Амулет не помог тогда, не помог и сейчас.
– Спасибо, Рэйден-сан. Это пустая трата времени, но все равно спасибо.
– Теруко, прекрати! Почему ты не хочешь замуж?
– Потому что я проклята.
– Ты чувствуешь вину передо мной? Перед моей семьей? – со стороны могло показаться, что я – отвергнутый жених. Вот, уговариваю строптивую невесту. – Мой отец давно простил тебя за то злосчастное фуккацу! Я тоже простил тебя, я желаю тебе счастья…
– Я проклята.
– Да нет же! Все прошло, все забыто!
– Ничего не прошло, Рэйден-сан. Хорошо, что вы пришли, я очень рада вам. Это знак судьбы. Он подсказывает, что мое решение правильное. Знаете, я хотела увидеться с вами. Прежде чем принять монашество и оставить мир страстей, я хотела рассказать вам обо всем. Но отец запретил.
– Почему?
– Он уверен, что если я расскажу вам о том, что случилось со мной, вы прикажете арестовать всех нас. «Нас осудят, – кричал он. – Отправят на остров Девяти Смертей, мы все умрем там от голода и лишений! Я, ты, Йори – твой язык погубит всех!»
– Осудят? Отправят на остров? За что?
– За сокрытие фуккацу.
– Но дело давно закрыто!
– Присядьте, Рэйден-сан. Это долгая история. Хотите чаю?
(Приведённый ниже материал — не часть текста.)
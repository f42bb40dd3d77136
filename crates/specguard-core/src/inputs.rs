//! Parsing a request into its five validation locations.

use crate::error::{ApiError, Result};
use crate::extract::FromRequestParts;
use crate::request::Request;
use cookie::Cookie;
use http::header::{CONTENT_TYPE, COOKIE};
use http::HeaderMap;
use serde_json::{Map, Value};
use specguard_validate::{Location, RequestInputs};

/// Header names lowercased; repeated headers joined with `", "`.
pub(crate) fn headers_value(headers: &HeaderMap) -> Value {
    let mut map = Map::new();
    for (name, value) in headers {
        let Ok(value) = value.to_str() else {
            continue;
        };
        match map.get_mut(name.as_str()) {
            Some(Value::String(existing)) => {
                existing.push_str(", ");
                existing.push_str(value);
            }
            _ => {
                map.insert(name.as_str().to_string(), Value::String(value.to_string()));
            }
        }
    }
    Value::Object(map)
}

/// Decode `a=1&b=2&a=3` into `{"a": ["1", "3"], "b": "2"}`.
pub(crate) fn urlencoded_value(input: &str) -> Result<Value> {
    let pairs: Vec<(String, String)> = serde_urlencoded::from_str(input)
        .map_err(|e| ApiError::bad_request(format!("Invalid query string: {}", e)))?;

    let mut map = Map::new();
    for (key, value) in pairs {
        match map.get_mut(&key) {
            Some(Value::Array(values)) => values.push(Value::String(value)),
            Some(existing) => {
                let first = existing.take();
                *existing = Value::Array(vec![first, Value::String(value)]);
            }
            None => {
                map.insert(key, Value::String(value));
            }
        }
    }
    Ok(Value::Object(map))
}

fn body_value(req: &Request) -> Result<Value> {
    let body = match req.body() {
        Some(body) if !body.is_empty() => body,
        _ => return Ok(Value::Object(Map::new())),
    };

    let content_type = req
        .headers()
        .get(CONTENT_TYPE)
        .and_then(|v| v.to_str().ok())
        .unwrap_or("");

    if content_type.starts_with("application/json") || content_type.contains("+json") {
        return Ok(serde_json::from_slice(body)?);
    }

    if content_type.starts_with("application/x-www-form-urlencoded") {
        let text = std::str::from_utf8(body)
            .map_err(|_| ApiError::bad_request("Form body is not valid UTF-8"))?;
        return urlencoded_value(text).map_err(|_| ApiError::bad_request("Invalid form body"));
    }

    Ok(Value::Object(Map::new()))
}

fn cookies_value(headers: &HeaderMap) -> Value {
    let mut map = Map::new();
    for header in headers.get_all(COOKIE) {
        let Ok(header) = header.to_str() else {
            continue;
        };
        for cookie in Cookie::split_parse(header).flatten() {
            map.insert(cookie.name().to_string(), Value::String(cookie.value().to_string()));
        }
    }
    Value::Object(map)
}

fn params_value(req: &Request) -> Value {
    Value::Object(
        req.path_params()
            .iter()
            .map(|(k, v)| (k.clone(), Value::String(v.clone())))
            .collect(),
    )
}

/// Read all five locations of a request.
///
/// Every location is present, possibly as an empty object. The body is parsed
/// according to `Content-Type` (JSON or URL-encoded form); other bodies are
/// seen as an empty object. A malformed JSON body is a `400`.
impl FromRequestParts for RequestInputs {
    fn from_request_parts(req: &Request) -> Result<Self> {
        let query = match req.query_string() {
            Some(q) => urlencoded_value(q)?,
            None => Value::Object(Map::new()),
        };

        Ok(RequestInputs::new()
            .with(Location::Headers, headers_value(req.headers()))
            .with(Location::Body, body_value(req)?)
            .with(Location::Query, query)
            .with(Location::Params, params_value(req))
            .with(Location::Cookies, cookies_value(req.headers())))
    }
}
Такой Теруко я не знал. Я, живой, говорил с мертвой.
С гейшей Акеми, известной в городе как Зимняя Хризантема, Теруко сошлась накоротке вскоре после злополучного фуккацу, случившегося с Торюмоном Хидео и его матерью. «Белая гейша», из тех, кто развлекает мужчин песнями, танцами и музыкой, но не раздвигает для них ноги, Акеми не делала постельного исключения даже для своих покровителей, официально взявших Зимнюю Хризантему на содержание – двух местных чиновников высокого ранга и правительственного инспектора из столицы, который приехал в Акаяму по служебной надобности, но задержался в городе сверх всяких ожиданий.
Гейши разбираются в снадобьях. Раздраженного гостя надо успокоить, сонливого пробудить. Один чай, заваренный особым способом, рождает на устах улыбку. Другой укрощает буйный нрав. Третий в самом бесчувственном сердце пробуждает любовь к нежным звукам цитры. Случается, из чайного домика гейши, насладившись изысканным обществом и приятной беседой, гость собирается к проституткам-юдзё, но по возрасту или природной лени мало способен к любовным подвигам. В этом случае напиток, предложенный гейшей вроде Акеми, вернет ему весь пыл молодости – на короткое, но вполне достаточное время.
Где снадобья, там и аптека.
Приходя к Судзуми за компонентами для своих волшебных чаев, многие из которых она смешивала сама, Акеми задерживалась надолго. Сидела на заднем дворе, обмахивалась веером, болтала с Теруко. Смеялась, когда девушка завидовала жизни Зимней Хризантемы.
«О, дитя! Дочь аптекаря? Да это рай! Знаешь ли ты, что это такое – быть ученицей гейши?»
Теруко в ответ восхищенно цокала языком. Ей виделись дорогие кимоно и заколки из нефрита. Ее осаждали толпы покровителей, а она выбирала самых богатых и, разумеется, самых красивых.